Konsep Dasar Bahasa Mesin
- Kode Biner: Bahasa mesin menggunakan sistem bilangan biner (0 dan 1) untuk merepresentasikan instruksi-instruksi yang diberikan kepada komputer. Setiap instruksi atau perintah dalam bahasa mesin direpresentasikan oleh serangkaian angka biner.
- Instruksi Dasar: Instruksi-instruksi dasar dalam bahasa mesin mencakup operasi-operasi seperti penjumlahan, pengurangan, perkalian, pembagian, dan transfer data antar lokasi memori.
- Mnemonik: Untuk mempermudah pemrogram, instruksi-instruksi dalam bahasa mesin seringkali dikaitkan dengan mnemonik, yaitu simbol-simbol atau singkatan-singkatan yang lebih mudah diingat daripada representasi biner. Misalnya, instruksi penjumlahan dalam bahasa mesin bisa direpresentasikan dengan kode biner tertentu, namun dalam bahasa pemrograman, mnemonik seperti “ADD” digunakan untuk merepresentasikan operasi penjumlahan.
- Compiler dan Interpreter: Untuk mengubah kode-kode dalam bahasa pemrograman tingkat tinggi menjadi bahasa mesin, digunakanlah compiler atau interpreter. Compiler menerjemahkan seluruh kode program ke dalam bahasa mesin sebelum program dijalankan, sedangkan interpreter menerjemahkan dan menjalankan kode program secara baris per baris.

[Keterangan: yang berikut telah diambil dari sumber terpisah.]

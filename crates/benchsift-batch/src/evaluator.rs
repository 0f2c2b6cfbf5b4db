//! The candidate evaluation loop.

use std::any::Any;
use std::panic::AssertUnwindSafe;
use std::sync::Arc;

use benchsift_core::{
    BenchsiftConfig, EligibilityVerdict, LanguageProfile, PullRequestCandidate, RejectionReason,
};
use benchsift_eligibility::{FilterChain, PatchRetriever};
use benchsift_forge::{CandidatePage, Forge};
use benchsift_git::{GitBackend, WorkingTree};
use benchsift_judge::Judge;
use benchsift_oracle::{RegressionOracle, RunnerRegistry};
use futures::stream::{self, Stream, StreamExt};
use futures::FutureExt;
use indicatif::ProgressBar;

use crate::report::{BatchReport, CandidateRecord};

/// What the regression oracle needs besides the language profile, which is
/// only known once the first page arrives.
pub struct OracleSetup {
    /// The clone the oracle checks out.
    pub tree: Arc<WorkingTree>,
    /// Git access for PR-ref fetches.
    pub git: Arc<dyn GitBackend>,
    /// Runners to choose from.
    pub registry: RunnerRegistry,
}

/// Pages through merged PRs and evaluates each one.
///
/// Candidates are evaluated by a bounded pool of `batch.workers` concurrent
/// tasks. Oracle runs share one working tree and are serialized by its lease.
pub struct BatchEvaluator {
    config: BenchsiftConfig,
    repository: String,
    forge: Arc<dyn Forge>,
    retriever: Arc<PatchRetriever>,
    oracle: Option<OracleSetup>,
    judge: Option<Judge>,
    progress: Option<ProgressBar>,
}

impl BatchEvaluator {
    /// An evaluator without oracle or judge.
    pub fn new(
        config: BenchsiftConfig,
        repository: impl Into<String>,
        forge: Arc<dyn Forge>,
        retriever: Arc<PatchRetriever>,
    ) -> Self {
        Self {
            config,
            repository: repository.into(),
            forge,
            retriever,
            oracle: None,
            judge: None,
            progress: None,
        }
    }

    /// Verify accepted candidates with the regression oracle.
    ///
    /// Ignored when `oracle.enabled` is false.
    pub fn with_oracle(mut self, setup: OracleSetup) -> Self {
        self.oracle = Some(setup);
        self
    }

    /// Score accepted candidates with `judge`.
    pub fn with_judge(mut self, judge: Judge) -> Self {
        self.judge = Some(judge);
        self
    }

    /// Report progress on `bar`.
    pub fn with_progress(mut self, bar: ProgressBar) -> Self {
        self.progress = Some(bar);
        self
    }

    /// Evaluate up to `max_prs` merged PRs (all of them when `None`).
    ///
    /// Pages are fetched lazily and their candidates flow straight into the
    /// worker pool, so only the pages in flight are held in memory. Never
    /// fails as a whole: a page that cannot be fetched ends pagination, and
    /// per-candidate failures, panics included, become rejections.
    pub async fn run(&self, max_prs: Option<usize>) -> BatchReport {
        let limit = max_prs.filter(|&n| n > 0).unwrap_or(usize::MAX);
        let first = self.fetch_page(None).await;
        let forge_language = first.as_ref().and_then(|p| p.primary_language.clone());
        let profile = self
            .config
            .profile_for(forge_language.as_deref().unwrap_or("Unknown"));
        let (first_candidates, next_cursor) = match first {
            Some(page) if !page.candidates.is_empty() => (page.candidates, page.next_cursor),
            _ => (Vec::new(), None),
        };
        tracing::info!(repo = %self.repository, language = %profile.name, "evaluating candidates");

        let chain = FilterChain::standard(
            self.config.filters.clone(),
            profile.clone(),
            self.retriever.clone(),
        );
        let oracle = self.build_oracle(&profile);

        if let Some(bar) = &self.progress {
            bar.set_length(first_candidates.len().min(limit) as u64);
        }
        let workers = self.config.batch.workers.max(1);
        let records: Vec<CandidateRecord> = stream::iter(first_candidates)
            .chain(self.later_pages(next_cursor))
            .take(limit)
            .map(|candidate| self.evaluate_isolated(&chain, oracle.as_ref(), candidate))
            .buffer_unordered(workers)
            .collect()
            .await;
        if let Some(bar) = &self.progress {
            bar.finish_and_clear();
        }

        let mut oracle_skipped_reason = None;
        if let Some(oracle) = &oracle {
            if records.iter().any(|r| r.eligibility.is_accepted()) {
                if let Err(skip) = oracle.runner().await {
                    tracing::warn!(reason = ?skip.detail, "regression oracle skipped");
                    oracle_skipped_reason = skip.detail;
                }
            }
        }

        BatchReport::from_records(
            self.repository.clone(),
            self.forge.kind().to_string(),
            profile.name,
            records,
            oracle_skipped_reason,
        )
    }

    async fn fetch_page(&self, cursor: Option<&str>) -> Option<CandidatePage> {
        match self.forge.fetch_page(cursor, self.config.forge.page_size).await {
            Ok(page) => Some(page),
            Err(e) => {
                tracing::warn!(repo = %self.repository, cursor = ?cursor, error = %e, "failed to fetch PR page");
                None
            }
        }
    }

    /// Candidates from the pages after the first, fetched on demand.
    fn later_pages(
        &self,
        cursor: Option<String>,
    ) -> impl Stream<Item = PullRequestCandidate> + '_ {
        stream::unfold(cursor, move |cursor| async move {
            let cursor = cursor?;
            let page = self.fetch_page(Some(&cursor)).await?;
            if page.candidates.is_empty() {
                return None;
            }
            if let Some(bar) = &self.progress {
                bar.inc_length(page.candidates.len() as u64);
            }
            Some((stream::iter(page.candidates), page.next_cursor))
        })
        .flatten()
    }

    fn build_oracle(&self, profile: &LanguageProfile) -> Option<RegressionOracle> {
        if !self.config.oracle.enabled {
            return None;
        }
        let setup = self.oracle.as_ref()?;
        Some(RegressionOracle::new(
            setup.tree.clone(),
            setup.git.clone(),
            setup.registry.clone(),
            profile.clone(),
            self.config.oracle.budget(),
        ))
    }

    /// [`Self::evaluate`], with a panic turned into a rejection for this
    /// candidate alone.
    async fn evaluate_isolated(
        &self,
        chain: &FilterChain,
        oracle: Option<&RegressionOracle>,
        candidate: PullRequestCandidate,
    ) -> CandidateRecord {
        let fallback = candidate.clone();
        match AssertUnwindSafe(self.evaluate(chain, oracle, candidate))
            .catch_unwind()
            .await
        {
            Ok(record) => record,
            Err(payload) => {
                let message = panic_message(payload.as_ref());
                tracing::error!(pr = fallback.number, panic = %message, "candidate evaluation panicked");
                if let Some(bar) = &self.progress {
                    bar.inc(1);
                }
                let verdict = EligibilityVerdict::rejected(
                    RejectionReason::PrProcessingError,
                    format!("Exception during processing: {message}"),
                );
                CandidateRecord::new(&fallback, verdict, None)
            }
        }
    }

    async fn evaluate(
        &self,
        chain: &FilterChain,
        oracle: Option<&RegressionOracle>,
        mut candidate: PullRequestCandidate,
    ) -> CandidateRecord {
        if candidate.linked_issues.is_empty() {
            self.resolve_issue_refs(&mut candidate).await;
        }

        let verdict = if candidate.has_distinct_commits() {
            chain.evaluate(&candidate).await
        } else {
            EligibilityVerdict::rejected(
                RejectionReason::PrProcessingError,
                "Exception during processing: base and head commits are missing or identical",
            )
        };

        let regression = match oracle {
            Some(oracle) if verdict.is_accepted() => Some(oracle.verify(&candidate).await),
            _ => None,
        };

        let mut record = CandidateRecord::new(&candidate, verdict, regression);
        if let Some(judge) = &self.judge {
            if record.is_accepted() && (record.is_verified() || oracle.is_none()) {
                match self
                    .retriever
                    .retrieve(&candidate.base_sha, &candidate.head_sha, Some(candidate.number))
                    .await
                {
                    Ok(diff) => record.judge = judge.score_all(&candidate, &diff).await,
                    Err(e) => {
                        tracing::warn!(pr = candidate.number, error = %e, "diff unavailable for judging");
                    }
                }
            }
        }

        tracing::info!(
            pr = record.number,
            status = ?record.status,
            reason = record.reason_code.as_deref().unwrap_or("-"),
            "{}",
            record.message
        );
        if let Some(bar) = &self.progress {
            bar.inc(1);
            bar.set_message(format!("PR #{}", record.number));
        }
        record
    }

    /// Fill linked issues from `#N` references and issue URLs in the body.
    async fn resolve_issue_refs(&self, candidate: &mut PullRequestCandidate) {
        for number in self.forge.extract_issue_refs(&candidate.body) {
            if number == candidate.number {
                continue;
            }
            match self.forge.fetch_issue(number).await {
                Ok(Some(issue)) => candidate.linked_issues.push(issue),
                Ok(None) => {
                    tracing::debug!(pr = candidate.number, issue = number, "referenced issue not found");
                }
                Err(e) => {
                    tracing::warn!(pr = candidate.number, issue = number, error = %e, "failed to fetch referenced issue");
                }
            }
        }
    }
}

fn panic_message(payload: &(dyn Any + Send)) -> String {
    payload
        .downcast_ref::<&str>()
        .map(|s| (*s).to_string())
        .or_else(|| payload.downcast_ref::<String>().cloned())
        .unwrap_or_else(|| "panic with a non-string payload".into())
}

- Bahasa Tingkat Rendah dan Tingkat Tinggi: Bahasa mesin termasuk dalam kategori bahasa tingkat rendah karena instruksi-instruksinya sangat dekat dengan bahasa mesin yang dipahami oleh komputer. Sementara itu, bahasa pemrograman tingkat tinggi seperti Python, Java, atau C++ dirancang untuk lebih mudah dipahami oleh manusia dan kemudian diterjemahkan ke dalam bahasa mesin oleh compiler atau interpreter.
Contoh Bahasa Mesin
Sebagai contoh, instruksi penjumlahan dalam bahasa mesin untuk komputer berbasis arsitektur x86 dapat direpresentasikan sebagai berikut:
10110000 01100001
Dalam mnemonik bahasa Assembly, instruksi tersebut dapat dituliskan sebagai:
ADD AL, 61h
Di sini, “ADD” adalah mnemonik untuk operasi penjumlahan, “AL” adalah register yang digunakan, dan “61h” adalah bilangan heksadesimal yang akan ditambahkan ke register AL.
Kesimpulan
Bahasa mesin adalah bahasa yang digunakan komputer untuk menjalankan instruksi-instruksi tertentu. Meskipun sulit dipahami oleh manusia karena menggunakan representasi biner, bahasa mesin merupakan dasar bagi semua bahasa pemrograman yang digunakan untuk mengembangkan berbagai aplikasi dan sistem komputer. Dengan adanya compiler dan interpreter, programmer dapat menggunakan bahasa pemrograman tingkat tinggi yang lebih mudah dipahami untuk membuat program-program yang kompleks, yang kemudian diterjemahkan ke dalam bahasa mesin untuk dieksekusi oleh komputer.